To the west of the cemetery was Crystal Lake, a glacial kettle pond that was filled in 1910 when the Kew Gardens railroad station was relocated to its present site. The red line on the map is the border between the towns of Newtown and Jamaica.
Across Hoffman Boulevard, the cemetery had its Sunnyside Plot that bordered on the property of Aaron de Grauw. This plot was unused for burials and was sold to the city in 1950 as part of the Van Wyck Expressway project. The unnamed pond was filled to make way for vehicles. What remained of the Sunnyside Plot was then designated as Maple Grove Park.
By then, the original pond appeared filled but a new pond was carved in another section of the cemetery during the expansion in between 1938 and 1943 by architect George McClure. The bean-shaped pond features a fountain in its center and an artificial waterfall. The cemetery pond’s most recent reconstruction was in 2009, when the firm Blair Hines designed the Lakeview Garden, which included paths and plantings around the pond
Like the interments, cemeteries are also mortal. Once they fill up, their leading source of income dries up. Maple Grove’s future is secure through its nonprofit support group that conducts tours and cultural events at the cemetery. A modern visitors center provides space for indoor activities. Certainly the landscaped grounds and pond are an asset to the cemetery, worth much more than the limited number of burials that can fit in its footprint.
I am not sure at what point cemeteries in New York discarded the burial park concept in favor of endless monotonous rows and whether it has any relation to the mass-produced tendencies in 20th century urban design. I have fond memories of the New Jewish Cemetery (Jaunie Ebreju Kapsēta) in Riga, Latvia, where my great-grandmother is buried. The fragrance of pine trees, benches to sit on, and plates above the grave so that one is not stepping above the interred. Here was a community that truly cared and visited regularly.
And then there is Bayside Cemetery in Queens, where one of my friends has a great-grandparent buried. Filled to capacity and with no famous individuals among its dead, the cemetery has been ravaged by vandalism and nature. It is the subject of a lawsuit but also a volunteering opportunity for those who care.

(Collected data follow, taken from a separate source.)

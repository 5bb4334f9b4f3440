use serde::Serialize;

pub fn print_json<T: Serialize>(value: &T) -> anyhow::Result<()> {
    println!("{}", serde_json::to_string_pretty(value)?);
    Ok(())
}

pub fn print_table(headers: &[&str], rows: Vec<Vec<String>>) {
    let mut widths: Vec<usize> = headers.iter().map(|h| h.len()).collect();
    for row in &rows {
        for (i, cell) in row.iter().enumerate() {
            if i < widths.len() {
                widths[i] = widths[i].max(cell.len());
            }
        }
    }

    let fmt_row = |cells: Vec<String>| -> String {
        cells
            .iter()
            .enumerate()
            .map(|(i, c)| format!("{:width$}", c, width = widths.get(i).copied().unwrap_or(0)))
            .collect::<Vec<_>>()
            .join("  ")
    };

    println!("{}", fmt_row(headers.iter().map(|h| h.to_string()).collect()));
    println!(
        "{}",
        widths
            .iter()
            .map(|&w| "-".repeat(w))
            .collect::<Vec<_>>()
            .join("  ")
    );
    for row in rows {
        println!("{}", fmt_row(row));
    }
}
//! Process-wide session context.
//!
//! The bearer token and resolved user travel together in one explicit
//! object handed to whoever needs them, with init-on-login and
//! clear-on-logout, instead of ambient module-level state.

use crate::error::{LeadMateError, Result};
use crate::types::{EntityId, UserRole};
use serde::{Deserialize, Serialize};

// ---------------------------------------------------------------------------
// Types
// ---------------------------------------------------------------------------

/// The authenticated user, as resolved by the backend's whoami call.
/// `company_id` is the tenancy key for all chat and task operations.
#[derive(Debug, Clone, Serialize, Deserialize)]
pub struct UserProfile {
    pub id: EntityId,
    pub name: String,
    pub role: UserRole,
    pub company_id: EntityId,
}

#[derive(Debug, Clone, Default)]
pub struct SessionContext {
    token: Option<String>,
    user: Option<UserProfile>,
}

impl SessionContext {
    pub fn new() -> Self {
        Self::default()
    }

    /// Initialize the session after a successful login + whoami.
    pub fn login(&mut self, token: impl Into<String>, user: UserProfile) {
        self.token = Some(token.into());
        self.user = Some(user);
    }

    pub fn logout(&mut self) {
        self.token = None;
        self.user = None;
    }

    pub fn is_logged_in(&self) -> bool {
        self.token.is_some()
    }

    pub fn token(&self) -> Result<&str> {
        self.token.as_deref().ok_or(LeadMateError::NotLoggedIn)
    }

    pub fn user(&self) -> Result<&UserProfile> {
        self.user.as_ref().ok_or(LeadMateError::NotLoggedIn)
    }

    pub fn company_id(&self) -> Result<&EntityId> {
        Ok(&self.user()?.company_id)
    }
}

// ---------------------------------------------------------------------------
// Tests
// ---------------------------------------------------------------------------
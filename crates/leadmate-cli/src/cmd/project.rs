use crate::config::Config;
use crate::output::{print_json, print_table};
use anyhow::Context;
use chrono::NaiveDate;
use clap::Subcommand;
use leadmate_api::{NewProject, ProjectPatch};
use leadmate_core::types::{EntityId, ProjectStatus};
use leadmate_core::views;

#[derive(Subcommand)]
pub enum ProjectSubcommand {
    /// List projects, grouped by status
    List,
    /// Show full details for one project
    Show { id: String },
    /// Create a project
    Create {
        #[arg(required = true)]
        title: Vec<String>,
        #[arg(long)]
        description: Option<String>,
        /// Deadline as YYYY-MM-DD
        #[arg(long)]
        deadline: Option<NaiveDate>,
        /// Team lead id to assign
        #[arg(long)]
        lead: Option<String>,
    },
    /// Update project fields (only the given flags change)
    Update {
        id: String,
        #[arg(long)]
        title: Option<String>,
        #[arg(long)]
        description: Option<String>,
        #[arg(long)]
        deadline: Option<NaiveDate>,
        /// planning | active | completed | on_hold | cancelled
        #[arg(long)]
        status: Option<ProjectStatus>,
        /// Progress percentage, 0-100
        #[arg(long)]
        progress: Option<u8>,
        #[arg(long)]
        lead: Option<String>,
    },
    /// Delete a project
    Delete { id: String },
}

pub async fn run(config: &Config, subcmd: ProjectSubcommand, json: bool) -> anyhow::Result<()> {
    match subcmd {
        ProjectSubcommand::List => list(config, json).await,
        ProjectSubcommand::Show { id } => show(config, &id, json).await,
        ProjectSubcommand::Create {
            title,
            description,
            deadline,
            lead,
        } => create(config, &title.join(" "), description, deadline, lead, json).await,
        ProjectSubcommand::Update {
            id,
            title,
            description,
            deadline,
            status,
            progress,
            lead,
        } => {
            let patch = ProjectPatch {
                title,
                description,
                deadline,
                status,
                progress,
                team_lead_id: lead.map(EntityId::new),
            };
            update(config, &id, patch, json).await
        }
        ProjectSubcommand::Delete { id } => delete(config, &id, json).await,
    }
}

fn row(p: &leadmate_core::project::Project) -> Vec<String> {
    vec![
        p.id.to_string(),
        p.status.to_string(),
        format!("{}%", p.progress),
        p.deadline.map(|d| d.to_string()).unwrap_or_default(),
        p.title.clone(),
    ]
}

async fn list(config: &Config, json: bool) -> anyhow::Result<()> {
    let mut dashboard = super::connect(config).await?;
    dashboard.refresh_projects().await?;

    if json {
        print_json(&dashboard.store.projects.list())?;
        return Ok(());
    }

    if dashboard.store.projects.is_empty() {
        println!("No projects yet.");
        return Ok(());
    }

    let buckets = views::projects_by_status(&dashboard.store);
    for (label, bucket) in [
        ("ACTIVE", &buckets.active),
        ("COMPLETED", &buckets.completed),
        ("OTHER", &buckets.other),
    ] {
        if bucket.is_empty() {
            continue;
        }
        println!("{label} ({})", bucket.len());
        print_table(
            &["ID", "STATUS", "PROGRESS", "DEADLINE", "TITLE"],
            bucket.iter().map(|&p| row(p)).collect(),
        );
        println!();
    }
    Ok(())
}

async fn show(config: &Config, id: &str, json: bool) -> anyhow::Result<()> {
    let mut dashboard = super::connect(config).await?;
    dashboard.refresh_projects().await?;

    let project = dashboard
        .store
        .projects
        .get(&EntityId::new(id))
        .with_context(|| format!("project '{id}' not found"))?;

    if json {
        print_json(project)?;
        return Ok(());
    }

    println!("Project: {}", project.id);
    println!("Title:    {}", project.title);
    println!("Status:   {}", project.status);
    println!("Progress: {}%", project.progress);
    if let Some(deadline) = project.deadline {
        println!("Deadline: {deadline}");
    }
    if let Some(lead) = &project.team_lead_id {
        println!("Lead:     {lead}");
    }
    if let Some(description) = &project.description {
        println!("\n{description}");
    }
    Ok(())
}

async fn create(
    config: &Config,
    title: &str,
    description: Option<String>,
    deadline: Option<NaiveDate>,
    lead: Option<String>,
    json: bool,
) -> anyhow::Result<()> {
    let mut dashboard = super::connect(config).await?;
    let id = dashboard
        .create_project(NewProject {
            title: title.to_string(),
            description,
            deadline,
            team_lead_id: lead.map(EntityId::new),
        })
        .await?;

    if json {
        print_json(&serde_json::json!({ "id": id, "title": title }))?;
    } else {
        println!("Created project [{id}]: {title}");
    }
    Ok(())
}

async fn update(config: &Config, id: &str, patch: ProjectPatch, json: bool) -> anyhow::Result<()> {
    let mut dashboard = super::connect(config).await?;
    dashboard.refresh_projects().await?;
    dashboard.update_project(&EntityId::new(id), patch).await?;

    if json {
        print_json(&serde_json::json!({ "id": id, "updated": true }))?;
    } else {
        println!("Updated project [{id}]");
    }
    Ok(())
}

async fn delete(config: &Config, id: &str, json: bool) -> anyhow::Result<()> {
    let mut dashboard = super::connect(config).await?;
    dashboard.refresh_projects().await?;
    dashboard.delete_project(EntityId::new(id)).await?;

    if json {
        print_json(&serde_json::json!({ "id": id, "deleted": true }))?;
    } else {
        println!("Deleted project [{id}]");
    }
    Ok(())
}
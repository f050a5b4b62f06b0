//! Run configuration

use std::ops::Range;
use std::path::PathBuf;

use chrono::NaiveDate;

use crate::batcher::DEFAULT_PAGE_SIZE;
use crate::error::{Error, Result};
use crate::ids::DEFAULT_ID_LENGTH;
use crate::item::{BarcodeSpec, Logo};
use crate::layout::PaperFormat;

/// Default number of items per batch
pub const DEFAULT_BATCH_SIZE: u64 = 90;

/// Default number of items in a run
pub const DEFAULT_TOTAL: u64 = 300;

/// Page count above which the builtin merge, which holds every batch file in
/// memory at once, should be replaced by an external merge command
pub const BUILTIN_MERGE_PAGE_LIMIT: u64 = 5_000;

/// What goes on the labels
#[derive(Debug, Clone)]
pub enum Variant {
    /// One unique identifier per label, consolidated into a master PDF plus manifest
    Identifiers {
        id_length: usize,
        /// Manifest path, written as CSV with a `uuid` header
        manifest: PathBuf,
        /// Consolidated output path
        master: PathBuf,
        merge_tool: MergeTool,
    },
    /// Identical inventory labels, one PDF per batch
    Inventory {
        inventory: String,
        lot: String,
        expiry: NaiveDate,
    },
}

/// How batch PDFs are combined into the master file
#[derive(Debug, Clone, PartialEq, Eq, Default)]
pub enum MergeTool {
    /// In-process lopdf merge
    #[default]
    Builtin,
    /// `<program> <args...> <inputs...> <output>`
    External { program: String, args: Vec<String> },
}

/// Batch output file naming
#[derive(Debug, Clone, Copy, PartialEq, Eq)]
pub enum BatchNaming {
    /// `<first>-<last>-tickets.pdf`, inclusive bounds zero-padded to `width` digits
    Padded { width: usize },
    /// `tickets-<start>-<end>.pdf` with the half-open bounds as iterated
    Simple,
}

impl BatchNaming {
    /// Padded naming wide enough for every index up to `total`
    pub fn padded_for(total: u64) -> Self {
        BatchNaming::Padded {
            width: total.to_string().len(),
        }
    }

    pub fn file_name(&self, range: &Range<u64>) -> String {
        match *self {
            BatchNaming::Padded { width } => format!(
                "{:0width$}-{:0width$}-tickets.pdf",
                range.start,
                range.end.saturating_sub(1),
                width = width
            ),
            BatchNaming::Simple => format!("tickets-{}-{}.pdf", range.start, range.end),
        }
    }
}

/// Everything a run needs to know
#[derive(Debug, Clone)]
pub struct RunConfig {
    pub total: u64,
    pub batch_size: u64,
    pub page_size: usize,
    pub output_dir: PathBuf,
    pub paper: PaperFormat,
    pub barcode: BarcodeSpec,
    pub logo: Option<Logo>,
    pub variant: Variant,
    pub naming: BatchNaming,
    /// Compress each batch PDF with `xz`
    pub compress: bool,
    /// Keep the temp directory after a successful run
    pub keep_temp: bool,
    /// Draw the progress bar on stderr
    pub show_progress: bool,
}

impl Default for RunConfig {
    fn default() -> Self {
        let output_dir = PathBuf::from("output");
        Self {
            total: DEFAULT_TOTAL,
            batch_size: DEFAULT_BATCH_SIZE,
            page_size: DEFAULT_PAGE_SIZE,
            paper: PaperFormat::Letter,
            barcode: BarcodeSpec::default(),
            logo: None,
            variant: Variant::Identifiers {
                id_length: DEFAULT_ID_LENGTH,
                manifest: output_dir.join("identifiers.csv"),
                master: output_dir.join("tickets.pdf"),
                merge_tool: MergeTool::Builtin,
            },
            naming: BatchNaming::padded_for(DEFAULT_TOTAL),
            output_dir,
            compress: false,
            keep_temp: false,
            show_progress: true,
        }
    }
}

impl RunConfig {
    pub fn validate(&self) -> Result<()> {
        if self.total == 0 {
            return Err(Error::InvalidConfig("total must be at least 1".to_string()));
        }
        if self.batch_size == 0 {
            return Err(Error::InvalidConfig("batch size must be at least 1".to_string()));
        }
        if self.page_size == 0 {
            return Err(Error::InvalidConfig("page size must be at least 1".to_string()));
        }
        if let Variant::Identifiers { id_length, merge_tool, .. } = &self.variant {
            if *id_length == 0 {
                return Err(Error::InvalidConfig(
                    "identifier length must be at least 1".to_string(),
                ));
            }
            // 62^len must comfortably exceed the requested count
            let space = 62f64.powi(*id_length as i32);
            if space < (self.total as f64) * 2.0 {
                return Err(Error::InvalidConfig(format!(
                    "identifier length {} cannot produce {} unique identifiers",
                    id_length, self.total
                )));
            }
            if let MergeTool::External { program, .. } = merge_tool {
                if program.trim().is_empty() {
                    return Err(Error::InvalidConfig("merge command is empty".to_string()));
                }
            }
        }
        Ok(())
    }

    /// Pages the run renders, at least one per `page_size` items
    pub fn expected_pages(&self) -> u64 {
        self.total.div_ceil(self.page_size.max(1) as u64)
    }

    /// Whether consolidation would merge more pages in memory than
    /// [`BUILTIN_MERGE_PAGE_LIMIT`]
    pub fn exceeds_builtin_merge_limit(&self) -> bool {
        matches!(
            &self.variant,
            Variant::Identifiers {
                merge_tool: MergeTool::Builtin,
                ..
            }
        ) && self.expected_pages() > BUILTIN_MERGE_PAGE_LIMIT
    }

    /// Ticks the progress indicator advances through: one per item templated, one per
    /// item rendered
    pub fn progress_total(&self) -> u64 {
        self.total * 2
    }
}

Which brings me back to Mount Hebron Cemetery. When the day of reckoning comes, will the filled-up cemetery still received “perpetual care?” In the case of the once-neglected Prospect Cemetery in Jamaica, it began with one individual and has since grown into a full-fledged nonprofit. Maple Grove Cemetery also serves as an example of a “living” cemetery thanks to the efforts of many players, the descendants, the neighbors, local leaders, educators, and historians. As for its pond, it is used for an annual Lantern Festival, attended by the cemetery’s CEO and its supporters.